• What the exercise asks:
All of the entries need to be written out again, exactly as they are.

• Input data:
· · · · ·
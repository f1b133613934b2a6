/// Errors raised by [`KStream`](crate::KStream) reads and seeks.
///
/// End-of-stream is a distinguished condition: generated decoders ask
/// [`StreamError::is_eof`] to decide whether a failed read ends a
/// repetition loop or aborts the whole decode.
///
/// ```text
///   StreamError
///   ├── UnexpectedEof       ← fewer bytes left than the read requested  (eof)
///   ├── MissingTerminator   ← terminator not found before end of stream (eof)
///   ├── SeekOutOfRange      ← seek target outside the stream window
///   └── Io                  ← failure draining an external reader
/// ```
#[derive(Clone, Debug, PartialEq, Eq, thiserror::Error)]
pub enum StreamError {
    /// The read needed more bytes than remain in the stream window.
    ///
    /// `offset` is absolute, measured from the start of the outermost
    /// buffer, so errors raised inside sub-views still point at the
    /// right byte of the original input.
    #[error("unexpected end of stream at offset {offset}: requested {requested} bytes, {available} available")]
    UnexpectedEof {
        offset: u64,
        requested: u64,
        available: u64,
    },

    /// A terminator-delimited read ran off the end of the stream.
    #[error("terminator {terminator:#04X} not found before end of stream (read started at offset {offset})")]
    MissingTerminator { terminator: u8, offset: u64 },

    /// A seek targeted a position before the start or past the end.
    #[error("seek to {target} is outside the stream window of {size} bytes")]
    SeekOutOfRange { target: i64, size: u64 },

    /// The external reader handed to [`KStream::from_reader`](crate::KStream::from_reader) failed.
    #[error("i/o error: {0}")]
    Io(String),
}

impl StreamError {
    /// Whether this error means the stream ran out of bytes.
    #[must_use]
    pub fn is_eof(&self) -> bool {
        matches!(
            self,
            Self::UnexpectedEof { .. } | Self::MissingTerminator { .. }
        )
    }
}

impl From<std::io::Error> for StreamError {
    fn from(err: std::io::Error) -> Self {
        Self::Io(err.to_string())
    }
}

/// Errors that abort decoding of a record tree.
///
/// Every generated field routine returns `Result<_, DecodeError>`; the
/// first fatal error short-circuits all later reads through `?` and
/// surfaces at the outermost [`Decode::decode`](crate::Decode::decode)
/// call.
///
/// ```text
///   DecodeError
///   ├── Stream(StreamError)   ← read/seek failure (may be end-of-stream)
///   ├── ContentsMismatch      ← fixed `contents` did not match
///   ├── DecompressFailed      ← zlib/zstd could not inflate the field
///   ├── DecompressionBomb     ← inflated size exceeds MAX_DECOMPRESSED_SIZE
///   ├── InvalidText           ← bytes are not valid in the field encoding
///   ├── UnsetField            ← expression touched a field left unset
///   ├── IndexOutOfRange       ← expression indexed past an array's end
///   ├── InvalidInteger        ← `to_i` on text that is not an integer
///   ├── InvalidSize           ← size or repeat count evaluated negative
///   ├── MissingParent         ← `_parent` chain shorter than the expression needs
///   ├── ParentMismatch        ← ancestor is not one of the expected record types
///   └── Process               ← user transform reported a failure
/// ```
///
/// The type is `Clone` so a memoized derived field that evaluated to an
/// error can hand the same error out on every access.
#[derive(Clone, Debug, PartialEq, Eq, thiserror::Error)]
pub enum DecodeError {
    #[error(transparent)]
    Stream(#[from] StreamError),

    /// A field with fixed `contents` read different bytes.
    #[error("field {field}: expected contents {expected:02X?}, found {actual:02X?}")]
    ContentsMismatch {
        field: &'static str,
        expected: Vec<u8>,
        actual: Vec<u8>,
    },

    #[error("decompression failed: {0}")]
    DecompressFailed(String),

    /// Decompressed data exceeds the safety limit.
    #[error("decompressed size exceeds limit {limit}")]
    DecompressionBomb { limit: usize },

    #[error("field bytes are not valid {encoding}")]
    InvalidText { encoding: &'static str },

    /// An expression dereferenced a nested record that was never decoded,
    /// e.g. because its `if` guard was false.
    #[error("field {field} is unset")]
    UnsetField { field: &'static str },

    #[error("index {index} out of range for field {field} of length {len}")]
    IndexOutOfRange {
        field: &'static str,
        index: i64,
        len: usize,
    },

    #[error("cannot convert {text:?} to an integer")]
    InvalidInteger { text: String },

    /// A `size` or `repeat-expr` evaluated to a value that cannot count
    /// bytes or elements.
    #[error("field {field}: {value} is not a valid size")]
    InvalidSize { field: &'static str, value: i64 },

    /// The ancestor chain handed to a record ends before `depth`.
    #[error("no parent record {depth} level(s) up")]
    MissingParent { depth: usize },

    /// The ancestor at `depth` has a record type the expression cannot use.
    #[error("parent record {depth} level(s) up is not {expected}")]
    ParentMismatch { depth: usize, expected: &'static str },

    /// Reported by a user-supplied `process` transform.
    #[error("process {name} failed: {reason}")]
    Process { name: &'static str, reason: String },
}

impl DecodeError {
    /// Whether this error is an end-of-stream condition.
    ///
    /// Only stream errors can be end-of-stream; everything else is fatal
    /// wherever it occurs.
    #[must_use]
    pub fn is_eof(&self) -> bool {
        match self {
            Self::Stream(err) => err.is_eof(),
            _ => false,
        }
    }
}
· · · · ·
• Exercise output:
repository f1b133613934b2a6
/// Errors raised by [`KStream`](crate::KStream) reads and seeks.
///
/// End-of-stream is a distinguished condition: generated decoders ask
/// [`StreamError::is_eof`] to decide whether a failed read ends a
/// repetition loop or aborts the whole decode.
///
/// ```text
///   StreamError
///   ├── UnexpectedEof       ← fewer bytes left than the read requested  (eof)
///   ├── MissingTerminator   ← terminator not found before end of stream (eof)
///   ├── SeekOutOfRange      ← seek target outside the stream window
///   └── Io                  ← failure draining an external reader
/// ```
#[derive(Clone, Debug, PartialEq, Eq, thiserror::Error)]
pub enum StreamError {
    /// The read needed more bytes than remain in the stream window.
    ///
    /// `offset` is absolute, measured from the start of the outermost
    /// buffer, so errors raised inside sub-views still point at the
    /// right byte of the original input.
    #[error("unexpected end of stream at offset {offset}: requested {requested} bytes, {available} available")]
    UnexpectedEof {
        offset: u64,
        requested: u64,
        available: u64,
    },

    /// A terminator-delimited read ran off the end of the stream.
    #[error("terminator {terminator:#04X} not found before end of stream (read started at offset {offset})")]
    MissingTerminator { terminator: u8, offset: u64 },

    /// A seek targeted a position before the start or past the end.
    #[error("seek to {target} is outside the stream window of {size} bytes")]
    SeekOutOfRange { target: i64, size: u64 },

    /// The external reader handed to [`KStream::from_reader`](crate::KStream::from_reader) failed.
    #[error("i/o error: {0}")]
    Io(String),
}

impl StreamError {
    /// Whether this error means the stream ran out of bytes.
    #[must_use]
    pub fn is_eof(&self) -> bool {
        matches!(
            self,
            Self::UnexpectedEof { .. } | Self::MissingTerminator { .. }
        )
    }
}

impl From<std::io::Error> for StreamError {
    fn from(err: std::io::Error) -> Self {
        Self::Io(err.to_string())
    }
}

/// Errors that abort decoding of a record tree.
///
/// Every generated field routine returns `Result<_, DecodeError>`; the
/// first fatal error short-circuits all later reads through `?` and
/// surfaces at the outermost [`Decode::decode`](crate::Decode::decode)
/// call.
///
/// ```text
///   DecodeError
///   ├── Stream(StreamError)   ← read/seek failure (may be end-of-stream)
///   ├── ContentsMismatch      ← fixed `contents` did not match
///   ├── DecompressFailed      ← zlib/zstd could not inflate the field
///   ├── DecompressionBomb     ← inflated size exceeds MAX_DECOMPRESSED_SIZE
///   ├── InvalidText           ← bytes are not valid in the field encoding
///   ├── UnsetField            ← expression touched a field left unset
///   ├── IndexOutOfRange       ← expression indexed past an array's end
///   ├── InvalidInteger        ← `to_i` on text that is not an integer
///   ├── InvalidSize           ← size or repeat count evaluated negative
///   ├── MissingParent         ← `_parent` chain shorter than the expression needs
///   ├── ParentMismatch        ← ancestor is not one of the expected record types
///   └── Process               ← user transform reported a failure
/// ```
///
/// The type is `Clone` so a memoized derived field that evaluated to an
/// error can hand the same error out on every access.
#[derive(Clone, Debug, PartialEq, Eq, thiserror::Error)]
pub enum DecodeError {
    #[error(transparent)]
    Stream(#[from] StreamError),

    /// A field with fixed `contents` read different bytes.
    #[error("field {field}: expected contents {expected:02X?}, found {actual:02X?}")]
    ContentsMismatch {
        field: &'static str,
        expected: Vec<u8>,
        actual: Vec<u8>,
    },

    #[error("decompression failed: {0}")]
    DecompressFailed(String),

    /// Decompressed data exceeds the safety limit.
    #[error("decompressed size exceeds limit {limit}")]
    DecompressionBomb { limit: usize },

    #[error("field bytes are not valid {encoding}")]
    InvalidText { encoding: &'static str },

    /// An expression dereferenced a nested record that was never decoded,
    /// e.g. because its `if` guard was false.
    #[error("field {field} is unset")]
    UnsetField { field: &'static str },

    #[error("index {index} out of range for field {field} of length {len}")]
    IndexOutOfRange {
        field: &'static str,
        index: i64,
        len: usize,
    },

    #[error("cannot convert {text:?} to an integer")]
    InvalidInteger { text: String },

    /// A `size` or `repeat-expr` evaluated to a value that cannot count
    /// bytes or elements.
    #[error("field {field}: {value} is not a valid size")]
    InvalidSize { field: &'static str, value: i64 },

    /// The ancestor chain handed to a record ends before `depth`.
    #[error("no parent record {depth} level(s) up")]
    MissingParent { depth: usize },

    /// The ancestor at `depth` has a record type the expression cannot use.
    #[error("parent record {depth} level(s) up is not {expected}")]
    ParentMismatch { depth: usize, expected: &'static str },

    /// Reported by a user-supplied `process` transform.
    #[error("process {name} failed: {reason}")]
    Process { name: &'static str, reason: String },
}

impl DecodeError {
    /// Whether this error is an end-of-stream condition.
    ///
    /// Only stream errors can be end-of-stream; everything else is fatal
    /// wherever it occurs.
    #[must_use]
    pub fn is_eof(&self) -> bool {
        match self {
            Self::Stream(err) => err.is_eof(),
            _ => false,
        }
    }
}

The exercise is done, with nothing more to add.